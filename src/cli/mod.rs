//! Command-line interface
//!
//! Every subcommand runs against a [`Context`] built once from the loaded settings.
//! Results go to stdout; logs go to stderr.

pub mod commands;
pub mod display;

use crate::config::Settings;
use crate::download::DownloadManager;
use crate::sources::{ModelSource, SourceRegistry};
use crate::storage::ModelStorage;
use anyhow::{Context as _, Result};
use clap::{Args, Parser, Subcommand};
use std::path::PathBuf;
use std::sync::Arc;

#[derive(Parser, Debug)]
#[command(name = "devon")]
#[command(about = "Discover, download and catalog ML models", long_about = None)]
#[command(version)]
pub struct Cli {
    /// Path to configuration file
    #[arg(short, long, global = true)]
    pub config: Option<PathBuf>,

    /// Log level (trace, debug, info, warn, error)
    #[arg(long, global = true, default_value = "warn")]
    pub log_level: String,

    /// Log format (json or pretty)
    #[arg(long, global = true, default_value = "pretty")]
    pub log_format: String,

    #[command(subcommand)]
    pub command: Command,
}

#[derive(Subcommand, Debug)]
pub enum Command {
    /// Search a remote source for models
    Search(SearchArgs),
    /// Download a model by id or URL
    Download(DownloadArgs),
    /// List locally downloaded models
    List {
        /// Only models from this source
        #[arg(short, long)]
        source: Option<String>,
    },
    /// Show local and remote details of a model
    Info {
        model_id: String,
        #[arg(short, long)]
        source: Option<String>,
    },
    /// Remove unused or all models
    Clean(CleanArgs),
    /// Export the model list for other tools
    Export {
        /// kitt (one path per line) or json
        #[arg(short, long, default_value = "kitt")]
        format: String,
        /// Write to a file instead of stdout
        #[arg(short, long)]
        output: Option<PathBuf>,
        #[arg(short, long)]
        source: Option<String>,
    },
    /// Show storage statistics
    Status,
    /// Remove one downloaded model
    Remove {
        model_id: String,
        #[arg(short, long)]
        source: Option<String>,
        /// Skip the confirmation prompt
        #[arg(short, long)]
        yes: bool,
    },
    /// Start the REST API server
    Serve {
        /// Override the configured bind address
        #[arg(long)]
        host: Option<String>,
        /// Override the configured port
        #[arg(long)]
        port: Option<u16>,
    },
}

#[derive(Args, Debug, Default)]
pub struct SearchArgs {
    /// Free text; tokens like `30b`, `gguf` or `Q4_K_M` become filters
    pub query: Option<String>,

    /// Filter by provider/author
    #[arg(short, long)]
    pub provider: Option<String>,

    /// Parameter count (e.g. 7b, 30b)
    #[arg(long)]
    pub params: Option<String>,

    /// Size constraint (e.g. "<100gb")
    #[arg(long)]
    pub size: Option<String>,

    /// Model format (gguf, safetensors, ...)
    #[arg(short, long)]
    pub format: Option<String>,

    /// Task, such as text-generation
    #[arg(short, long)]
    pub task: Option<String>,

    #[arg(short, long)]
    pub license: Option<String>,

    /// Maximum number of results
    #[arg(long)]
    pub limit: Option<usize>,

    #[arg(long)]
    pub source: Option<String>,
}

impl SearchArgs {
    /// Flag values as filter key/value pairs
    pub fn filter_pairs(&self) -> Vec<(&'static str, &str)> {
        [
            ("author", &self.provider),
            ("params", &self.params),
            ("size", &self.size),
            ("format", &self.format),
            ("task", &self.task),
            ("license", &self.license),
        ]
        .into_iter()
        .filter_map(|(key, value)| value.as_deref().map(|v| (key, v)))
        .collect()
    }
}

#[derive(Args, Debug, Default)]
pub struct DownloadArgs {
    /// Model id (org/name) or model page URL
    pub model: String,

    #[arg(short, long)]
    pub source: Option<String>,

    /// Download again even if present
    #[arg(short, long)]
    pub force: bool,

    /// Only fetch files matching this glob; repeatable
    #[arg(long = "include")]
    pub include: Vec<String>,

    /// Skip the confirmation prompt
    #[arg(short, long)]
    pub yes: bool,
}

#[derive(Args, Debug)]
pub struct CleanArgs {
    /// Remove models not used within --days
    #[arg(long)]
    pub unused: bool,

    #[arg(long, default_value_t = 30)]
    pub days: u32,

    /// Remove every downloaded model
    #[arg(long)]
    pub all: bool,

    /// Show what would be removed
    #[arg(long)]
    pub dry_run: bool,

    #[arg(short, long)]
    pub yes: bool,
}

/// Shared services for one CLI invocation
pub struct Context {
    pub settings: Arc<Settings>,
    pub storage: Arc<ModelStorage>,
    pub sources: SourceRegistry,
    pub downloads: Arc<DownloadManager>,
}

impl Context {
    pub async fn new(settings: Settings) -> Result<Self> {
        let storage = ModelStorage::open(settings.storage.base_path.clone())
            .await
            .with_context(|| {
                format!("Failed to open model storage at {:?}", settings.storage.base_path)
            })?;
        let storage = Arc::new(storage);

        let sources = SourceRegistry::with_builtin_sources();
        sources.retain(&settings.sources.enabled);

        Ok(Self {
            downloads: Arc::new(DownloadManager::new(storage.clone())),
            settings: Arc::new(settings),
            storage,
            sources,
        })
    }

    /// `explicit`, or the configured default source
    pub fn source_name(&self, explicit: Option<&str>) -> String {
        explicit
            .unwrap_or(&self.settings.sources.default)
            .to_string()
    }

    pub fn source(&self, explicit: Option<&str>) -> Result<Arc<dyn ModelSource>> {
        Ok(self.sources.get(&self.source_name(explicit))?)
    }
}

/// Dispatch a parsed command
pub async fn run(command: Command, ctx: Context) -> Result<()> {
    match command {
        Command::Search(args) => commands::search(&ctx, args).await,
        Command::Download(args) => commands::download(&ctx, args).await,
        Command::List { source } => commands::list(&ctx, source.as_deref()).await,
        Command::Info { model_id, source } => {
            commands::info(&ctx, &model_id, source.as_deref()).await
        }
        Command::Clean(args) => commands::clean(&ctx, args).await,
        Command::Export {
            format,
            output,
            source,
        } => commands::export(&ctx, &format, output, source.as_deref()).await,
        Command::Status => commands::status(&ctx).await,
        Command::Remove {
            model_id,
            source,
            yes,
        } => commands::remove(&ctx, &model_id, source.as_deref(), yes).await,
        Command::Serve { host, port } => commands::serve(ctx, host, port).await,
    }
}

------------------------------------------------------------------------

**Your instructions**
Look through the material and copy each line that has "crate".

**Response**
use crate::config::Settings;
use crate::download::DownloadManager;
use crate::sources::{ModelSource, SourceRegistry};
use crate::storage::ModelStorage;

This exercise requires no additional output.